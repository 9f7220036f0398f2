//! Listening requests describing which providers a collector enables

use crate::error::ProviderError;
use crate::events::TraceLevel;
use serde::{Deserialize, Serialize};
use std::fmt;
use uuid::Uuid;

/// One provider to enable on a trace session
///
/// A request selects its provider either by GUID or by name. When a
/// non-nil GUID is present it takes precedence over the name.
#[derive(Debug, Clone, Serialize, Deserialize, PartialEq, Eq)]
pub struct ListeningRequest {
    #[serde(default)]
    provider_name: Option<String>,
    #[serde(default)]
    provider_guid: Option<Uuid>,
    #[serde(default)]
    level: TraceLevel,
    #[serde(default)]
    keywords: u64,
}

/// Effective provider selector of a listening request
#[derive(Debug, Clone, Copy, PartialEq, Eq)]
pub enum ProviderSelector<'a> {
    Guid(Uuid),
    Name(&'a str),
}

impl ListeningRequest {
    /// Create a request that selects a provider by name
    ///
    /// # Example
    ///
    /// ```
    /// use etw_collector::events::TraceLevel;
    /// use etw_collector::request::ListeningRequest;
    ///
    /// let request = ListeningRequest::by_name("Microsoft-Windows-DNS-Client", TraceLevel::Informational, 0);
    /// assert!(request.validate().is_ok());
    /// ```
    pub fn by_name(name: impl Into<String>, level: TraceLevel, keywords: u64) -> Self {
        Self {
            provider_name: Some(name.into()),
            provider_guid: None,
            level,
            keywords,
        }
    }

    /// Create a request that selects a provider by GUID
    pub fn by_guid(guid: Uuid, level: TraceLevel, keywords: u64) -> Self {
        Self {
            provider_name: None,
            provider_guid: Some(guid),
            level,
            keywords,
        }
    }

    /// Create a request carrying both selectors; the GUID wins when non-nil
    pub fn new(
        provider_name: Option<String>,
        provider_guid: Option<Uuid>,
        level: TraceLevel,
        keywords: u64,
    ) -> Self {
        Self {
            provider_name,
            provider_guid,
            level,
            keywords,
        }
    }

    pub fn provider_name(&self) -> Option<&str> {
        self.provider_name.as_deref()
    }

    pub fn provider_guid(&self) -> Option<Uuid> {
        self.provider_guid
    }

    pub fn level(&self) -> TraceLevel {
        self.level
    }

    pub fn keywords(&self) -> u64 {
        self.keywords
    }

    /// GUID to register with, if a non-nil one was supplied
    fn usable_guid(&self) -> Option<Uuid> {
        self.provider_guid.filter(|guid| !guid.is_nil())
    }

    /// Name to register with, if a non-blank one was supplied
    fn usable_name(&self) -> Option<&str> {
        self.provider_name
            .as_deref()
            .filter(|name| !name.trim().is_empty())
    }

    /// Selector used for registration, `None` when the request is unusable
    pub fn selector(&self) -> Option<ProviderSelector<'_>> {
        match self.usable_guid() {
            Some(guid) => Some(ProviderSelector::Guid(guid)),
            None => self.usable_name().map(ProviderSelector::Name),
        }
    }

    /// Human-readable selector for diagnostics: the name if present, else the GUID
    pub fn display_selector(&self) -> String {
        match (&self.provider_name, self.provider_guid) {
            (Some(name), _) if !name.is_empty() => name.clone(),
            (_, Some(guid)) => guid.to_string(),
            _ => "<unnamed provider>".to_string(),
        }
    }

    /// Check that the request names a usable provider
    ///
    /// # Errors
    ///
    /// Returns `ProviderError::Validation` when neither a non-blank name nor a
    /// non-nil GUID is present.
    pub fn validate(&self) -> Result<(), ProviderError> {
        if self.selector().is_none() {
            return Err(ProviderError::Validation(
                "either provider_name or a non-empty provider_guid must be specified".to_string(),
            ));
        }
        Ok(())
    }
}

impl fmt::Display for ListeningRequest {
    fn fmt(&self, f: &mut fmt::Formatter<'_>) -> fmt::Result {
        write!(
            f,
            "{} (level: {:?}, keywords: {:#x})",
            self.display_selector(),
            self.level,
            self.keywords
        )
    }
}

#[cfg(test)]
mod tests {
    use super::*;

    #[test]
    fn test_by_name_selector() {
        let request = ListeningRequest::by_name("A", TraceLevel::Informational, 0);
        assert_eq!(request.selector(), Some(ProviderSelector::Name("A")));
        assert!(request.validate().is_ok());
    }

    #[test]
    fn test_guid_takes_precedence() {
        let guid = Uuid::from_u128(0x22fb2cd6_0e7b_422b_a0c7_2fad1fd0e716);
        let request = ListeningRequest::new(
            Some("Microsoft-Windows-Kernel-Process".to_string()),
            Some(guid),
            TraceLevel::Verbose,
            0x10,
        );

        assert_eq!(request.selector(), Some(ProviderSelector::Guid(guid)));
        // Diagnostics still prefer the readable name
        assert_eq!(request.display_selector(), "Microsoft-Windows-Kernel-Process");
    }

    #[test]
    fn test_nil_guid_falls_back_to_name() {
        let request = ListeningRequest::new(
            Some("B".to_string()),
            Some(Uuid::nil()),
            TraceLevel::Warning,
            0,
        );
        assert_eq!(request.selector(), Some(ProviderSelector::Name("B")));
    }

    #[test]
    fn test_empty_request_fails_validation() {
        let request = ListeningRequest::new(None, Some(Uuid::nil()), TraceLevel::Verbose, 0);
        assert!(matches!(
            request.validate(),
            Err(ProviderError::Validation(_))
        ));

        let blank = ListeningRequest::by_name("   ", TraceLevel::Verbose, 0);
        assert!(blank.validate().is_err());
    }

    #[test]
    fn test_display_selector_uses_guid_without_name() {
        let guid = Uuid::from_u128(0xF);
        let request = ListeningRequest::by_guid(guid, TraceLevel::Verbose, 0xF);
        assert_eq!(request.display_selector(), guid.to_string());
        assert!(request.to_string().contains("keywords: 0xf"));
    }

    #[test]
    fn test_deserialize_from_toml() {
        let request: ListeningRequest = toml::from_str(
            r#"
            provider_guid = "22fb2cd6-0e7b-422b-a0c7-2fad1fd0e716"
            level = "verbose"
            keywords = 16
            "#,
        )
        .unwrap();

        assert_eq!(request.level(), TraceLevel::Verbose);
        assert_eq!(request.keywords(), 16);
        assert!(request.provider_name().is_none());
    }
}
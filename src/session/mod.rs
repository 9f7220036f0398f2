//! Trace session abstraction
//!
//! A trace session owns the native subscription to one or more event
//! providers. The collector module only talks to sessions through the
//! [`TraceSession`] trait so the backend can be swapped (or mocked).

/// In-process session used for replay and testing
pub mod memory;

pub use memory::{EventInjector, MemorySession};

use crate::error::SessionError;
use crate::events::{TraceEvent, TraceLevel};
use std::sync::atomic::{AtomicBool, Ordering};
use std::sync::Arc;
use uuid::Uuid;

/// A tracing session that providers can be enabled on and events read from
#[cfg_attr(test, mockall::automock)]
pub trait TraceSession: Send + Sync {
    /// Whether the current process has the privilege to enable providers
    ///
    /// `None` means the check could not be performed.
    fn is_elevated(&self) -> Option<bool>;

    fn enable_provider_by_guid(
        &self,
        guid: Uuid,
        level: TraceLevel,
        keywords: u64,
    ) -> Result<(), SessionError>;

    fn enable_provider_by_name(
        &self,
        name: &str,
        level: TraceLevel,
        keywords: u64,
    ) -> Result<(), SessionError>;

    fn disable_provider_by_guid(&self, guid: Uuid) -> Result<(), SessionError>;

    fn disable_provider_by_name(&self, name: &str) -> Result<(), SessionError>;

    /// Deliver events to `on_event` until the session is disposed or `stop` is raised
    ///
    /// This call blocks the calling thread for the lifetime of the session.
    fn process(&self, on_event: EventHandler, stop: StopSignal) -> Result<(), SessionError>;

    /// Release the session and every provider registration it holds
    ///
    /// Must cause a blocked `process` call to return.
    fn dispose(&self);
}

/// Callback receiving each event delivered by a session
pub type EventHandler = Box<dyn FnMut(TraceEvent) + Send>;

/// Shared flag used to ask a processing loop to return
#[derive(Debug, Clone, Default)]
pub struct StopSignal(Arc<AtomicBool>);

impl StopSignal {
    pub fn new() -> Self {
        Self::default()
    }

    pub fn stop(&self) {
        self.0.store(true, Ordering::SeqCst);
    }

    pub fn is_stopped(&self) -> bool {
        self.0.load(Ordering::SeqCst)
    }
}
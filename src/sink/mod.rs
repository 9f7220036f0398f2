//! Telemetry sinks that structured records are forwarded to

/// HTTP batch sink
pub mod http;

/// JSON lines sink for stdout and files
pub mod json_lines;

pub use http::HttpSink;
pub use json_lines::JsonLinesSink;

use crate::config::{CollectorConfig, SinkTarget};
use crate::error::SinkError;
use crate::events::TelemetryRecord;
use log::info;
use std::sync::{Arc, Mutex, PoisonError};

/// Client that accepts structured telemetry records
pub trait SinkClient: Send + Sync {
    /// Queue a record for delivery
    fn track(&self, record: TelemetryRecord) -> Result<(), SinkError>;

    /// Deliver everything queued so far
    fn flush(&self) -> Result<(), SinkError>;

    /// Tag subsequent records with the producing collector's identity
    fn set_sdk_version(&self, version: &str);
}

/// Builds sink clients from collector configuration
pub trait SinkFactory: Send + Sync {
    fn create(&self, config: &CollectorConfig) -> Result<Arc<dyn SinkClient>, SinkError>;
}

impl<F> SinkFactory for F
where
    F: Fn(&CollectorConfig) -> Result<Arc<dyn SinkClient>, SinkError> + Send + Sync,
{
    fn create(&self, config: &CollectorConfig) -> Result<Arc<dyn SinkClient>, SinkError> {
        self(config)
    }
}

/// Factory selecting the sink implementation from [`SinkTarget`]
#[derive(Debug, Default, Clone, Copy)]
pub struct DefaultSinkFactory;

impl SinkFactory for DefaultSinkFactory {
    fn create(&self, config: &CollectorConfig) -> Result<Arc<dyn SinkClient>, SinkError> {
        config
            .validate()
            .map_err(|e| SinkError::InvalidConfig(e.to_string()))?;

        let sink: Arc<dyn SinkClient> = match &config.target {
            SinkTarget::Stdout => Arc::new(JsonLinesSink::stdout(config.batch_size)),
            SinkTarget::File { path } => Arc::new(JsonLinesSink::file(path, config.batch_size)?),
            SinkTarget::Http { endpoint } => Arc::new(HttpSink::new(endpoint, config)?),
        };
        info!("Created telemetry sink: {:?}", config.target);
        Ok(sink)
    }
}

#[derive(Debug, Default)]
struct MemorySinkState {
    records: Vec<TelemetryRecord>,
    sdk_version: Option<String>,
    flushes: usize,
}

/// Sink that keeps every record in memory
///
/// Clones share the same storage, so a clone can be handed to a collector
/// while the first handle is used to inspect what was forwarded.
#[derive(Debug, Clone, Default)]
pub struct MemorySink {
    state: Arc<Mutex<MemorySinkState>>,
}

impl MemorySink {
    pub fn new() -> Self {
        Self::default()
    }

    fn state(&self) -> std::sync::MutexGuard<'_, MemorySinkState> {
        self.state.lock().unwrap_or_else(PoisonError::into_inner)
    }

    pub fn records(&self) -> Vec<TelemetryRecord> {
        self.state().records.clone()
    }

    pub fn len(&self) -> usize {
        self.state().records.len()
    }

    pub fn is_empty(&self) -> bool {
        self.len() == 0
    }

    pub fn sdk_version(&self) -> Option<String> {
        self.state().sdk_version.clone()
    }

    pub fn flush_count(&self) -> usize {
        self.state().flushes
    }
}

impl SinkClient for MemorySink {
    fn track(&self, mut record: TelemetryRecord) -> Result<(), SinkError> {
        let mut state = self.state();
        if record.sdk_version.is_none() {
            record.sdk_version = state.sdk_version.clone();
        }
        state.records.push(record);
        Ok(())
    }

    fn flush(&self) -> Result<(), SinkError> {
        self.state().flushes += 1;
        Ok(())
    }

    fn set_sdk_version(&self, version: &str) {
        self.state().sdk_version = Some(version.to_string());
    }
}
::::
(What needs to be done) Give again, word for word, every line of the listing above from the one with "pub fn len(&self)" to the one with "pub fn flush_count(&self)", both inclusive, and nothing beyond them.

(Answer section)
    pub fn len(&self) -> usize {
        self.state().records.len()
    }

    pub fn is_empty(&self) -> bool {
        self.len() == 0
    }

    pub fn sdk_version(&self) -> Option<String> {
        self.state().sdk_version.clone()
    }

    pub fn flush_count(&self) -> usize {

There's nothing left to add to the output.